Jeffrey Knight, one of the partners in Global Renewable, LLC, made the pitch that the increased demand for corn would improve the price farmers would get for corn in the area.
However, many area farmers provide soybeans to the Kikkoman soy sauce plant in Walworth. If farmers switch from beans to corn, will that drive up the price of beans?
And what about growing capacity? As we all know, land is at a premium in Walworth County. I doubt we'll ever see non-agricultural land returned to productive farmland to grow corn, but will the increased demand for corn help preserve the farmland in production that we already have?
Knight says the finished product from the plant is destined for East Coast markets. The market for bio fuels, however, is growing even in our own back yards.
Coincidentally, I found out that I've been a potential ethanol customer for years, although I didn't know it until last weekend.
I was filling up my wife's minivan at the gas station, when I noticed the label on the gas cap. It's a flex fuel vehicle.
That means I can fill the tank with either unleaded gas or E85 fuel, which is a mixture of 85 percent ethanol and 15 percent unleaded.
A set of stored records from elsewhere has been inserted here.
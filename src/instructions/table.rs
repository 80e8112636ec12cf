// SPDX-License-Identifier: GPL-3.0-or-later
// Copyright (C) 2026 Erik van der Tier

//! Opcode table for the documented NMOS 6502 instruction set.
//!
//! Every legal (mnemonic, mode) pair appears exactly once with its opcode
//! byte, encoded length and base cycle count (page-crossing and taken-branch
//! penalties are not modeled). Lookup goes through a lazily built index so
//! the table itself stays a plain static slice.

use std::collections::HashMap;

use once_cell::sync::Lazy;

use crate::error::AsmError;
use crate::instructions::AddressMode::*;
use crate::instructions::Mnemonic::*;
use crate::instructions::{AddressMode, InstructionEntry, Mnemonic};

const fn e(
    mnemonic: Mnemonic,
    mode: AddressMode,
    opcode: u8,
    length: u8,
    cycles: u8,
) -> InstructionEntry {
    InstructionEntry {
        mnemonic,
        mode,
        opcode,
        length,
        cycles,
    }
}

#[rustfmt::skip]
pub static INSTRUCTION_TABLE: &[InstructionEntry] = &[
    // ADC - Add with Carry
    e(Adc, Immediate,        0x69, 2, 2),
    e(Adc, ZeroPage,         0x65, 2, 3),
    e(Adc, ZeroPageX,        0x75, 2, 4),
    e(Adc, Absolute,         0x6D, 3, 4),
    e(Adc, AbsoluteX,        0x7D, 3, 4),
    e(Adc, AbsoluteY,        0x79, 3, 4),
    e(Adc, IndexedIndirectX, 0x61, 2, 6),
    e(Adc, IndirectIndexedY, 0x71, 2, 5),
    // AND - Logical AND
    e(And, Immediate,        0x29, 2, 2),
    e(And, ZeroPage,         0x25, 2, 3),
    e(And, ZeroPageX,        0x35, 2, 4),
    e(And, Absolute,         0x2D, 3, 4),
    e(And, AbsoluteX,        0x3D, 3, 4),
    e(And, AbsoluteY,        0x39, 3, 4),
    e(And, IndexedIndirectX, 0x21, 2, 6),
    e(And, IndirectIndexedY, 0x31, 2, 5),
    // ASL - Arithmetic Shift Left (implied form shifts the accumulator)
    e(Asl, Implied,          0x0A, 1, 2),
    e(Asl, ZeroPage,         0x06, 2, 5),
    e(Asl, ZeroPageX,        0x16, 2, 6),
    e(Asl, Absolute,         0x0E, 3, 6),
    e(Asl, AbsoluteX,        0x1E, 3, 7),
    // Branches
    e(Bcc, Relative,         0x90, 2, 2),
    e(Bcs, Relative,         0xB0, 2, 2),
    e(Beq, Relative,         0xF0, 2, 2),
    // BIT - Bit Test
    e(Bit, ZeroPage,         0x24, 2, 3),
    e(Bit, Absolute,         0x2C, 3, 4),
    e(Bmi, Relative,         0x30, 2, 2),
    e(Bne, Relative,         0xD0, 2, 2),
    e(Bpl, Relative,         0x10, 2, 2),
    // BRK - Force Interrupt
    e(Brk, Implied,          0x00, 1, 7),
    e(Bvc, Relative,         0x50, 2, 2),
    e(Bvs, Relative,         0x70, 2, 2),
    // Flag operations
    e(Clc, Implied,          0x18, 1, 2),
    e(Cld, Implied,          0xD8, 1, 2),
    e(Cli, Implied,          0x58, 1, 2),
    e(Clv, Implied,          0xB8, 1, 2),
    // CMP - Compare Accumulator
    e(Cmp, Immediate,        0xC9, 2, 2),
    e(Cmp, ZeroPage,         0xC5, 2, 3),
    e(Cmp, ZeroPageX,        0xD5, 2, 4),
    e(Cmp, Absolute,         0xCD, 3, 4),
    e(Cmp, AbsoluteX,        0xDD, 3, 4),
    e(Cmp, AbsoluteY,        0xD9, 3, 4),
    e(Cmp, IndexedIndirectX, 0xC1, 2, 6),
    e(Cmp, IndirectIndexedY, 0xD1, 2, 5),
    // CPX - Compare X
    e(Cpx, Immediate,        0xE0, 2, 2),
    e(Cpx, ZeroPage,         0xE4, 2, 3),
    e(Cpx, Absolute,         0xEC, 3, 4),
    // CPY - Compare Y
    e(Cpy, Immediate,        0xC0, 2, 2),
    e(Cpy, ZeroPage,         0xC4, 2, 3),
    e(Cpy, Absolute,         0xCC, 3, 4),
    // DEC - Decrement Memory
    e(Dec, ZeroPage,         0xC6, 2, 5),
    e(Dec, ZeroPageX,        0xD6, 2, 6),
    e(Dec, Absolute,         0xCE, 3, 6),
    e(Dec, AbsoluteX,        0xDE, 3, 7),
    e(Dex, Implied,          0xCA, 1, 2),
    e(Dey, Implied,          0x88, 1, 2),
    // EOR - Exclusive OR
    e(Eor, Immediate,        0x49, 2, 2),
    e(Eor, ZeroPage,         0x45, 2, 3),
    e(Eor, ZeroPageX,        0x55, 2, 4),
    e(Eor, Absolute,         0x4D, 3, 4),
    e(Eor, AbsoluteX,        0x5D, 3, 4),
    e(Eor, AbsoluteY,        0x59, 3, 4),
    e(Eor, IndexedIndirectX, 0x41, 2, 6),
    e(Eor, IndirectIndexedY, 0x51, 2, 5),
    // INC - Increment Memory
    e(Inc, ZeroPage,         0xE6, 2, 5),
    e(Inc, ZeroPageX,        0xF6, 2, 6),
    e(Inc, Absolute,         0xEE, 3, 6),
    e(Inc, AbsoluteX,        0xFE, 3, 7),
    e(Inx, Implied,          0xE8, 1, 2),
    e(Iny, Implied,          0xC8, 1, 2),
    // JMP - Jump
    e(Jmp, Absolute,         0x4C, 3, 3),
    e(Jmp, Indirect,         0x6C, 3, 5),
    // JSR - Jump to Subroutine
    e(Jsr, Absolute,         0x20, 3, 6),
    // LDA - Load Accumulator
    e(Lda, Immediate,        0xA9, 2, 2),
    e(Lda, ZeroPage,         0xA5, 2, 3),
    e(Lda, ZeroPageX,        0xB5, 2, 4),
    e(Lda, Absolute,         0xAD, 3, 4),
    e(Lda, AbsoluteX,        0xBD, 3, 4),
    e(Lda, AbsoluteY,        0xB9, 3, 4),
    e(Lda, IndexedIndirectX, 0xA1, 2, 6),
    e(Lda, IndirectIndexedY, 0xB1, 2, 5),
    // LDX - Load X
    e(Ldx, Immediate,        0xA2, 2, 2),
    e(Ldx, ZeroPage,         0xA6, 2, 3),
    e(Ldx, ZeroPageY,        0xB6, 2, 4),
    e(Ldx, Absolute,         0xAE, 3, 4),
    e(Ldx, AbsoluteY,        0xBE, 3, 4),
    // LDY - Load Y
    e(Ldy, Immediate,        0xA0, 2, 2),
    e(Ldy, ZeroPage,         0xA4, 2, 3),
    e(Ldy, ZeroPageX,        0xB4, 2, 4),
    e(Ldy, Absolute,         0xAC, 3, 4),
    e(Ldy, AbsoluteX,        0xBC, 3, 4),
    // LSR - Logical Shift Right (implied form shifts the accumulator)
    e(Lsr, Implied,          0x4A, 1, 2),
    e(Lsr, ZeroPage,         0x46, 2, 5),
    e(Lsr, ZeroPageX,        0x56, 2, 6),
    e(Lsr, Absolute,         0x4E, 3, 6),
    e(Lsr, AbsoluteX,        0x5E, 3, 7),
    e(Nop, Implied,          0xEA, 1, 2),
    // ORA - Logical OR
    e(Ora, Immediate,        0x09, 2, 2),
    e(Ora, ZeroPage,         0x05, 2, 3),
    e(Ora, ZeroPageX,        0x15, 2, 4),
    e(Ora, Absolute,         0x0D, 3, 4),
    e(Ora, AbsoluteX,        0x1D, 3, 4),
    e(Ora, AbsoluteY,        0x19, 3, 4),
    e(Ora, IndexedIndirectX, 0x01, 2, 6),
    e(Ora, IndirectIndexedY, 0x11, 2, 5),
    // Stack operations
    e(Pha, Implied,          0x48, 1, 3),
    e(Php, Implied,          0x08, 1, 3),
    e(Pla, Implied,          0x68, 1, 4),
    e(Plp, Implied,          0x28, 1, 4),
    // ROL - Rotate Left (implied form rotates the accumulator)
    e(Rol, Implied,          0x2A, 1, 2),
    e(Rol, ZeroPage,         0x26, 2, 5),
    e(Rol, ZeroPageX,        0x36, 2, 6),
    e(Rol, Absolute,         0x2E, 3, 6),
    e(Rol, AbsoluteX,        0x3E, 3, 7),
    // ROR - Rotate Right (implied form rotates the accumulator)
    e(Ror, Implied,          0x6A, 1, 2),
    e(Ror, ZeroPage,         0x66, 2, 5),
    e(Ror, ZeroPageX,        0x76, 2, 6),
    e(Ror, Absolute,         0x6E, 3, 6),
    e(Ror, AbsoluteX,        0x7E, 3, 7),
    // Returns
    e(Rti, Implied,          0x40, 1, 6),
    e(Rts, Implied,          0x60, 1, 6),
    // SBC - Subtract with Carry
    e(Sbc, Immediate,        0xE9, 2, 2),
    e(Sbc, ZeroPage,         0xE5, 2, 3),
    e(Sbc, ZeroPageX,        0xF5, 2, 4),
    e(Sbc, Absolute,         0xED, 3, 4),
    e(Sbc, AbsoluteX,        0xFD, 3, 4),
    e(Sbc, AbsoluteY,        0xF9, 3, 4),
    e(Sbc, IndexedIndirectX, 0xE1, 2, 6),
    e(Sbc, IndirectIndexedY, 0xF1, 2, 5),
    // Flag operations
    e(Sec, Implied,          0x38, 1, 2),
    e(Sed, Implied,          0xF8, 1, 2),
    e(Sei, Implied,          0x78, 1, 2),
    // STA - Store Accumulator
    e(Sta, ZeroPage,         0x85, 2, 3),
    e(Sta, ZeroPageX,        0x95, 2, 4),
    e(Sta, Absolute,         0x8D, 3, 4),
    e(Sta, AbsoluteX,        0x9D, 3, 5),
    e(Sta, AbsoluteY,        0x99, 3, 5),
    e(Sta, IndexedIndirectX, 0x81, 2, 6),
    e(Sta, IndirectIndexedY, 0x91, 2, 6),
    // STX - Store X
    e(Stx, ZeroPage,         0x86, 2, 3),
    e(Stx, ZeroPageY,        0x96, 2, 4),
    e(Stx, Absolute,         0x8E, 3, 4),
    // STY - Store Y
    e(Sty, ZeroPage,         0x84, 2, 3),
    e(Sty, ZeroPageX,        0x94, 2, 4),
    e(Sty, Absolute,         0x8C, 3, 4),
    // Register transfers
    e(Tax, Implied,          0xAA, 1, 2),
    e(Tay, Implied,          0xA8, 1, 2),
    e(Tsx, Implied,          0xBA, 1, 2),
    e(Txa, Implied,          0x8A, 1, 2),
    e(Txs, Implied,          0x9A, 1, 2),
    e(Tya, Implied,          0x98, 1, 2),
];

static INSTRUCTION_INDEX: Lazy<HashMap<(Mnemonic, AddressMode), &'static InstructionEntry>> =
    Lazy::new(|| {
        let mut index = HashMap::with_capacity(INSTRUCTION_TABLE.len());
        for entry in INSTRUCTION_TABLE {
            index.insert((entry.mnemonic, entry.mode), entry);
        }
        index
    });

/// Look up an instruction by mnemonic and addressing mode.
pub fn lookup(mnemonic: Mnemonic, mode: AddressMode) -> Result<&'static InstructionEntry, AsmError> {
    INSTRUCTION_INDEX
        .get(&(mnemonic, mode))
        .copied()
        .ok_or(AsmError::UnknownInstruction { mnemonic, mode })
}

#[cfg(test)]
mod tests {
    use super::{lookup, INSTRUCTION_TABLE};
    use crate::error::AsmError;
    use crate::instructions::{AddressMode, Mnemonic};
    use std::collections::HashSet;
    use strum::IntoEnumIterator;

    #[test]
    fn lookup_lda_immediate() {
        let entry = lookup(Mnemonic::Lda, AddressMode::Immediate).unwrap();
        assert_eq!(entry.opcode, 0xA9);
        assert_eq!(entry.length, 2);
        assert_eq!(entry.cycles, 2);
    }

    #[test]
    fn lookup_jmp_indirect() {
        let entry = lookup(Mnemonic::Jmp, AddressMode::Indirect).unwrap();
        assert_eq!(entry.opcode, 0x6C);
        assert_eq!(entry.length, 3);
    }

    #[test]
    fn lookup_rejects_missing_mode() {
        let err = lookup(Mnemonic::Sta, AddressMode::Immediate).unwrap_err();
        assert!(matches!(
            err,
            AsmError::UnknownInstruction {
                mnemonic: Mnemonic::Sta,
                mode: AddressMode::Immediate,
            }
        ));
    }

    #[test]
    fn opcodes_are_unique() {
        let mut seen = HashSet::new();
        for entry in INSTRUCTION_TABLE {
            assert!(
                seen.insert(entry.opcode),
                "opcode {:02X} appears twice ({} {})",
                entry.opcode,
                entry.mnemonic,
                entry.mode
            );
        }
    }

    #[test]
    fn mnemonic_mode_pairs_are_unique() {
        let mut seen = HashSet::new();
        for entry in INSTRUCTION_TABLE {
            assert!(
                seen.insert((entry.mnemonic, entry.mode)),
                "duplicate table entry: {} {}",
                entry.mnemonic,
                entry.mode
            );
        }
    }

    #[test]
    fn every_mnemonic_has_an_entry() {
        for mnemonic in Mnemonic::iter() {
            assert!(
                INSTRUCTION_TABLE.iter().any(|e| e.mnemonic == mnemonic),
                "no table entry for {mnemonic}"
            );
        }
    }

    #[test]
    fn lengths_and_cycles_are_in_range() {
        for entry in INSTRUCTION_TABLE {
            assert!(
                (1..=3).contains(&entry.length),
                "{} {} has length {}",
                entry.mnemonic,
                entry.mode,
                entry.length
            );
            assert!(
                (1..=7).contains(&entry.cycles),
                "{} {} has cycles {}",
                entry.mnemonic,
                entry.mode,
                entry.cycles
            );
        }
    }

    #[test]
    fn length_matches_mode_class() {
        for entry in INSTRUCTION_TABLE {
            assert_eq!(
                entry.length,
                1 + entry.mode.operand_size(),
                "{} {} length disagrees with mode",
                entry.mnemonic,
                entry.mode
            );
        }
    }

    #[test]
    fn branch_mnemonics_only_encode_relative() {
        for entry in INSTRUCTION_TABLE {
            assert_eq!(
                entry.mnemonic.is_branch(),
                entry.mode == AddressMode::Relative,
                "{} {} branch flag disagrees with mode",
                entry.mnemonic,
                entry.mode
            );
        }
    }
}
We've had the vehicle for five years, and I never noticed it would run on ethanol. It also gives me another alternative fuel option while I consider a veggie car conversion (See "Vegetation Transportation" in the Oct. 29 edition.)
Realistically, large facilities like this are rarely embraced unanimously.
Former Gov. Tommy Thompson, another partner in the company, alluded to as much in his remarks.
After all the planning and meetings are done, if the community doesn't want the plant, "we'll go somewhere else," Thompson said.
So residents and community leaders need to apply the lessons that other communities learned after deciding on ethanol projects of their own.
I'm guessing it's a good time to be in farming in Walworth County, although with any economic shift, there are winners and losers.
Let's hope that with good planning and the commitment to the community that the partners in Global Renewable expressed, that Walworth County will be one of the winners.